B细胞受体(B cell receptor,BCR)是B细胞抗原识别决定性表面分子,BCR的H链由65-100种可变区(VH)、2种多变区(DH)、6种结合区(JH)和恒定区(CH)四部分基因片段组成(L链由可变区(VH)、结合区(JH)和恒定区(CH)三部分基因片段组成),发育过程中的B细胞, 在重组酶(RAG1、RAG2)作用下,形成了多样性高达1-2×10(11)的BCR。

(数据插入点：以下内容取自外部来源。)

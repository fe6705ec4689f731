//! Full-screen chat loop

use std::io::{self, Stdout};
use std::time::Duration;

use anyhow::{Context, Result};
use crossterm::{
    event::{self, Event},
    execute,
    terminal::{disable_raw_mode, enable_raw_mode, EnterAlternateScreen, LeaveAlternateScreen},
};
use ratatui::{backend::CrosstermBackend, Terminal};
use tracing::{info, warn};

use crate::config::Config;
use crate::controller::ChatController;
use crate::ui::conversation::{ConversationAction, ConversationManager};

type ChatTerminal = Terminal<CrosstermBackend<Stdout>>;

const POLL_INTERVAL: Duration = Duration::from_millis(50);

fn setup_terminal() -> Result<ChatTerminal> {
    enable_raw_mode().context("Failed to enable raw mode")?;
    let mut stdout = io::stdout();
    if let Err(e) = execute!(stdout, EnterAlternateScreen) {
        let _ = disable_raw_mode();
        return Err(e).context("Failed to enter alternate screen");
    }
    Terminal::new(CrosstermBackend::new(stdout))
        .inspect_err(|_| {
            let _ = disable_raw_mode();
        })
        .context("Failed to create terminal")
}

fn restore_terminal(terminal: &mut ChatTerminal) -> Result<()> {
    disable_raw_mode()?;
    execute!(terminal.backend_mut(), LeaveAlternateScreen)?;
    terminal.show_cursor()?;
    Ok(())
}

/// Run the interactive chat until the user quits
pub async fn run(controller: ChatController, config: &Config) -> Result<()> {
    let mut manager = ConversationManager::new(controller, &config.ui);
    let mut terminal = setup_terminal()?;
    info!(model = ?manager.controller().model(), "Chat UI started");

    let result = event_loop(&mut terminal, &mut manager);

    manager.shutdown();
    if let Err(e) = restore_terminal(&mut terminal) {
        warn!(error = %e, "Failed to restore terminal");
    }
    info!("Chat UI stopped");
    result
}

fn event_loop(terminal: &mut ChatTerminal, manager: &mut ConversationManager) -> Result<()> {
    loop {
        manager.process_stream_updates();
        terminal.draw(|f| {
            let area = f.size();
            manager.render(area, f.buffer_mut());
        })?;

        if event::poll(POLL_INTERVAL)? {
            if let Event::Key(key) = event::read()? {
                if manager.handle_key(key) == ConversationAction::Exit {
                    return Ok(());
                }
            }
        }
        manager.on_tick();
    }
}
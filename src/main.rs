mod app;
mod commands;
mod config;
mod controller;
mod error;
mod events;
mod llm;
mod prompts;
mod scroll;
mod store;
mod streaming;
mod ui;

#[cfg(test)]
mod test_utils;

use anyhow::Result;
use clap::{Parser, Subcommand};
use std::fs::{self, OpenOptions};
use std::path::PathBuf;
use std::sync::{Arc, Mutex};
use tracing_subscriber::{layer::SubscriberExt, util::SubscriberInitExt};

use crate::config::Config;
use crate::controller::ChatController;
use crate::llm::{initialize_chat, ChatSession};

#[derive(Parser)]
#[command(name = "gemchat")]
#[command(version = "0.1.0")]
#[command(about = "Chat with Gemini from the terminal", long_about = None)]
struct Cli {
    /// Model to use instead of the configured one
    #[arg(short, long, global = true)]
    model: Option<String>,

    /// Path to an alternate config file
    #[arg(short, long, global = true)]
    config: Option<PathBuf>,

    #[command(subcommand)]
    command: Option<Commands>,
}

#[derive(Subcommand)]
enum Commands {
    /// Send a single prompt and print the streamed reply
    Ask {
        #[arg(required = true, trailing_var_arg = true)]
        prompt: Vec<String>,
    },
}

/// Send logs to ~/.gemchat/gemchat.log; stdout belongs to the UI
fn init_logging() {
    let Ok(dir) = Config::home_dir() else {
        return;
    };
    if fs::create_dir_all(&dir).is_err() {
        return;
    }
    let Ok(file) = OpenOptions::new()
        .create(true)
        .append(true)
        .open(dir.join("gemchat.log"))
    else {
        return;
    };

    let _ = tracing_subscriber::registry()
        .with(
            tracing_subscriber::EnvFilter::try_from_default_env()
                .unwrap_or_else(|_| "gemchat=info".into()),
        )
        .with(
            tracing_subscriber::fmt::layer()
                .with_ansi(false)
                .with_writer(Mutex::new(file)),
        )
        .try_init();
}

#[tokio::main]
async fn main() -> Result<()> {
    let cli = Cli::parse();
    init_logging();

    let config = Config::load(cli.config.as_deref())?.with_model_override(cli.model);
    let session = initialize_chat(&config).map(|session| Arc::new(session) as Arc<dyn ChatSession>);
    let mut controller = ChatController::new(session);

    match cli.command {
        None => app::run(controller, &config).await,
        Some(Commands::Ask { prompt }) => {
            let prompt = prompt.join(" ");
            let mut stdout = std::io::stdout();
            if let Err(e) = commands::ask(&mut controller, &prompt, &mut stdout).await {
                eprintln!("❌ {e}");
                std::process::exit(1);
            }
            Ok(())
        }
    }
}
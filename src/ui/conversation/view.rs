//! Pure mapping from UI state to what the screen shows

use crate::controller::UiState;
use crate::events::{MessageId, Sender};
use crate::prompts::EXAMPLE_PROMPTS;

#[derive(Debug, Clone, PartialEq)]
pub struct MessageView {
    pub id: MessageId,
    pub sender: Sender,
    pub text: String,
    pub timestamp: String,
    /// Only ever true for a trailing AI message while a response is loading
    pub streaming: bool,
}

#[derive(Debug, Clone, PartialEq)]
pub enum ConversationBody {
    ExamplePrompts { selected: usize },
    Transcript(Vec<MessageView>),
}

#[derive(Debug, Clone, PartialEq)]
pub struct ConversationView {
    pub body: ConversationBody,
    pub banner: Option<String>,
    pub is_loading: bool,
    pub revision: u64,
}

pub fn present(state: &UiState, selected_prompt: usize) -> ConversationView {
    let body = if state.messages.is_empty() && !state.is_loading {
        ConversationBody::ExamplePrompts {
            selected: selected_prompt.min(EXAMPLE_PROMPTS.len().saturating_sub(1)),
        }
    } else {
        let last = state.messages.len().saturating_sub(1);
        ConversationBody::Transcript(
            state
                .messages
                .iter()
                .enumerate()
                .map(|(index, message)| MessageView {
                    id: message.id,
                    sender: message.sender,
                    text: message.text.clone(),
                    timestamp: message.created_at.format("%H:%M:%S").to_string(),
                    streaming: state.is_loading
                        && index == last
                        && message.sender == Sender::Ai,
                })
                .collect(),
        )
    };

    ConversationView {
        body,
        banner: state.error.clone(),
        is_loading: state.is_loading,
        revision: state.messages.revision(),
    }
}
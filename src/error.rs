//! Error taxonomy for the chat pipeline

use thiserror::Error;

/// Banner shown when no session could be built at start-up.
pub const INIT_FAILURE_MESSAGE: &str = "Failed to initialize. Please check your API key.";

/// Banner shown when the user submits while no session exists.
pub const NO_SESSION_MESSAGE: &str = "Chat is not initialized. Cannot send message.";

/// Text written into the AI message (and the banner) when a stream fails.
pub const STREAM_FAILURE_MESSAGE: &str = "Sorry, I encountered an error. Please try again.";

#[derive(Debug, Error)]
pub enum ChatError {
    /// No usable session could be constructed.
    #[error("chat initialization failed: {0}")]
    Initialization(String),

    /// A submit arrived while no session exists.
    #[error("{}", NO_SESSION_MESSAGE)]
    NoSession,

    /// A submit arrived while another send/stream cycle is in flight.
    #[error("a response is already streaming")]
    Busy,

    #[error("http error: {0}")]
    Http(#[from] reqwest::Error),

    #[error("api error ({status}): {message}")]
    Api { status: u16, message: String },

    #[error("could not decode stream payload: {0}")]
    Decode(String),
}

impl ChatError {
    /// Text the user sees for this error.
    pub fn user_message(&self) -> &'static str {
        match self {
            ChatError::Initialization(_) => INIT_FAILURE_MESSAGE,
            ChatError::NoSession => NO_SESSION_MESSAGE,
            ChatError::Busy => "Please wait for the current response to finish.",
            ChatError::Http(_) | ChatError::Api { .. } | ChatError::Decode(_) => {
                STREAM_FAILURE_MESSAGE
            }
        }
    }
}

#[cfg(test)]
mod tests {
    use super::*;

    #[test]
    fn stream_failures_map_to_apology() {
        let err = ChatError::Api {
            status: 500,
            message: "boom".into(),
        };
        assert_eq!(err.user_message(), STREAM_FAILURE_MESSAGE);
        assert_eq!(err.to_string(), "api error (500): boom");
    }

    #[test]
    fn session_errors_have_their_own_messages() {
        assert_eq!(ChatError::NoSession.user_message(), NO_SESSION_MESSAGE);
        assert_eq!(ChatError::NoSession.to_string(), NO_SESSION_MESSAGE);
        assert_eq!(
            ChatError::Initialization("x".into()).user_message(),
            INIT_FAILURE_MESSAGE
        );
    }
}
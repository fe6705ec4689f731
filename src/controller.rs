//! Send/stream state machine over the UI state

use crate::error::{ChatError, INIT_FAILURE_MESSAGE, STREAM_FAILURE_MESSAGE};
use crate::events::{Message, MessageId, Sender, StreamUpdate, StreamUpdateKind};
use crate::llm::ChatSession;
use crate::store::MessageStore;
use crate::streaming::StreamTicket;
use std::sync::Arc;
use tokio_util::sync::CancellationToken;
use tracing::{debug, error, info, warn};

#[derive(Debug, Clone, Copy, PartialEq, Eq)]
pub enum Phase {
    Idle,
    Sending,
    Streaming,
    Errored,
}

/// State the presentation layer renders from
#[derive(Debug, Clone, Default)]
pub struct UiState {
    pub messages: MessageStore,
    pub is_loading: bool,
    pub error: Option<String>,
}

struct ActiveStream {
    id: u64,
    ai_message: Option<MessageId>,
}

/// Owns the session handle and applies every transition to `UiState`
pub struct ChatController {
    state: UiState,
    phase: Phase,
    session: Option<Arc<dyn ChatSession>>,
    active: Option<ActiveStream>,
    next_stream_id: u64,
    root_token: CancellationToken,
}

impl ChatController {
    /// Build from the outcome of session initialization. A failure leaves the
    /// controller without a session and with a persistent error.
    pub fn new(session: Result<Arc<dyn ChatSession>, ChatError>) -> Self {
        let mut controller = Self {
            state: UiState::default(),
            phase: Phase::Idle,
            session: None,
            active: None,
            next_stream_id: 0,
            root_token: CancellationToken::new(),
        };

        match session {
            Ok(session) => {
                info!(model = session.model(), "Controller ready");
                controller.session = Some(session);
            }
            Err(e) => {
                error!(error = %e, "Chat initialization failed");
                controller.state.error = Some(INIT_FAILURE_MESSAGE.to_string());
                controller.phase = Phase::Errored;
            }
        }

        controller
    }

    pub fn state(&self) -> &UiState {
        &self.state
    }

    pub fn phase(&self) -> Phase {
        self.phase
    }

    pub fn model(&self) -> Option<&str> {
        self.session.as_deref().map(|session| session.model())
    }

    /// Whether a send/stream cycle is in flight
    pub fn is_busy(&self) -> bool {
        matches!(self.phase, Phase::Sending | Phase::Streaming)
    }

    /// Accept user text. Returns a ticket for the consumer task, `None` for
    /// blank input, or the reason the submit was refused.
    pub fn submit(&mut self, text: &str) -> Result<Option<StreamTicket>, ChatError> {
        if text.trim().is_empty() {
            return Ok(None);
        }

        let Some(session) = self.session.clone() else {
            warn!("Submit without a session");
            if self.state.error.is_none() {
                self.state.error = Some(ChatError::NoSession.user_message().to_string());
            }
            self.phase = Phase::Errored;
            return Err(ChatError::NoSession);
        };

        if self.is_busy() {
            debug!("Submit rejected while a response is streaming");
            return Err(ChatError::Busy);
        }

        self.state.messages.append(Message::user(text));
        self.state.is_loading = true;
        self.state.error = None;
        self.phase = Phase::Sending;

        self.next_stream_id += 1;
        let stream_id = self.next_stream_id;
        self.active = Some(ActiveStream {
            id: stream_id,
            ai_message: None,
        });

        debug!(stream_id, chars = text.chars().count(), "Submit accepted");

        Ok(Some(StreamTicket {
            stream_id,
            text: text.to_string(),
            session,
            cancel_token: self.root_token.child_token(),
        }))
    }

    /// Apply one update from the consumer. Returns false if it was stale.
    pub fn apply(&mut self, update: StreamUpdate) -> bool {
        let Some(active) = self.active.as_mut().filter(|active| active.id == update.stream_id)
        else {
            debug!(stream_id = update.stream_id, "Dropping stale stream update");
            return false;
        };

        match update.kind {
            StreamUpdateKind::Opened => {
                if active.ai_message.is_none() {
                    let placeholder = Message::ai_placeholder();
                    debug!(
                        stream_id = update.stream_id,
                        message_id = %placeholder.id,
                        "Reply opened"
                    );
                    active.ai_message = Some(placeholder.id);
                    self.state.messages.append(placeholder);
                }
                self.phase = Phase::Streaming;
            }
            StreamUpdateKind::Chunk { text } => {
                if let Some(id) = active.ai_message {
                    self.state.messages.update_text(id, text);
                }
            }
            StreamUpdateKind::Failed { reason } => {
                warn!(stream_id = update.stream_id, %reason, "Response failed");
                match active.ai_message {
                    Some(id) => {
                        self.state.messages.update_text(id, STREAM_FAILURE_MESSAGE);
                    }
                    None => {
                        let mut message = Message::ai_placeholder();
                        message.text = STREAM_FAILURE_MESSAGE.to_string();
                        self.state.messages.append(message);
                    }
                }
                self.state.error = Some(STREAM_FAILURE_MESSAGE.to_string());
                self.finish(Phase::Errored);
            }
            StreamUpdateKind::Completed => {
                self.finish(Phase::Idle);
            }
        }

        true
    }

    fn finish(&mut self, phase: Phase) {
        self.state.is_loading = false;
        self.phase = phase;
        self.active = None;
    }

    /// Cancel every in-flight stream; later updates are ignored
    pub fn shutdown(&mut self) {
        self.root_token.cancel();
        if self.active.take().is_some() {
            self.state.is_loading = false;
            self.phase = Phase::Idle;
        }
    }
}

impl Drop for ChatController {
    fn drop(&mut self) {
        self.root_token.cancel();
    }
}

/// The AI message a stream is writing into, if it is the last one
pub fn trailing_ai_message(state: &UiState) -> Option<&Message> {
    state
        .messages
        .last()
        .filter(|message| message.sender == Sender::Ai)
}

BCR测序通过高通量测序技术检测靶向扩增后的BCR重链(heavy chain,H)和轻链(light chain,L),全面解析BCR基因重排碱基序列,以及各序列的丰度。可揭示机体在生理和病理状态下B细胞介导的体液免疫应答(B cell-mediated umoral immune response)状态改变和免疫球蛋白的多样性变化。


建库方法


技术流程


分析结果展示


康测技术优势

  • 康测科技专利RNA(靶向)建库技术,缩短建库时间的同时提高建库效率
  • 自主创新的UID技术帮助实现BCR表达量的绝对定量
  • 提供从样本处理、BCR扩增、建库测序到数据分析的一站式完善服务
  • 根据用户的具体需求,提供个性化的数据分析内容

案例解析

BCR测序发现BCR多样性为B-ALL病人诊断到持续性复发过程提供病情指导

文章作者分离了健康人和B细胞急性淋巴母细胞白血病(B-cell acute lymphoblastic leukemia,B-ALL)患者的骨髓(BM)细胞和外周血单个核细胞(PBMC),通过MPCR扩增后BCR测序获得H链和L链基因全长序列信息。 通过比较发现:相比于健康人,B-ALL患者的体细胞高突变和次级重排引起较高的BCR克隆复杂性;B-ALL病人的病程(BM day0~1241;PB day0~944)与BCR克隆数量具有显著的相关性,该结果得到RT-qPCR定量结果验证(图1)。此外,体细胞高突变和次级重排引起B-ALL病人较高的BCR克隆复杂性和多样性可以用于B-ALL的亚克隆组成的跟踪。

图1

图2

因此,BCR-seq为B-ALL病人在起始化学治疗中存活的大量的克隆B细胞提供检测信息,同时为固有化学药物耐受和后期不充足治疗提供新的指导作用,也为全抗性克隆的出现提供及时的指导意见(图2)。

参考文献:

Bashford-Rogers, R. J., et al. (2016). “Eye on the B-ALL: B-cell receptor repertoires reveal persistence of numerous B-lymphoblastic leukemia subclones from diagnosis to relapse.” Leukemia 30(12): 2312-2321.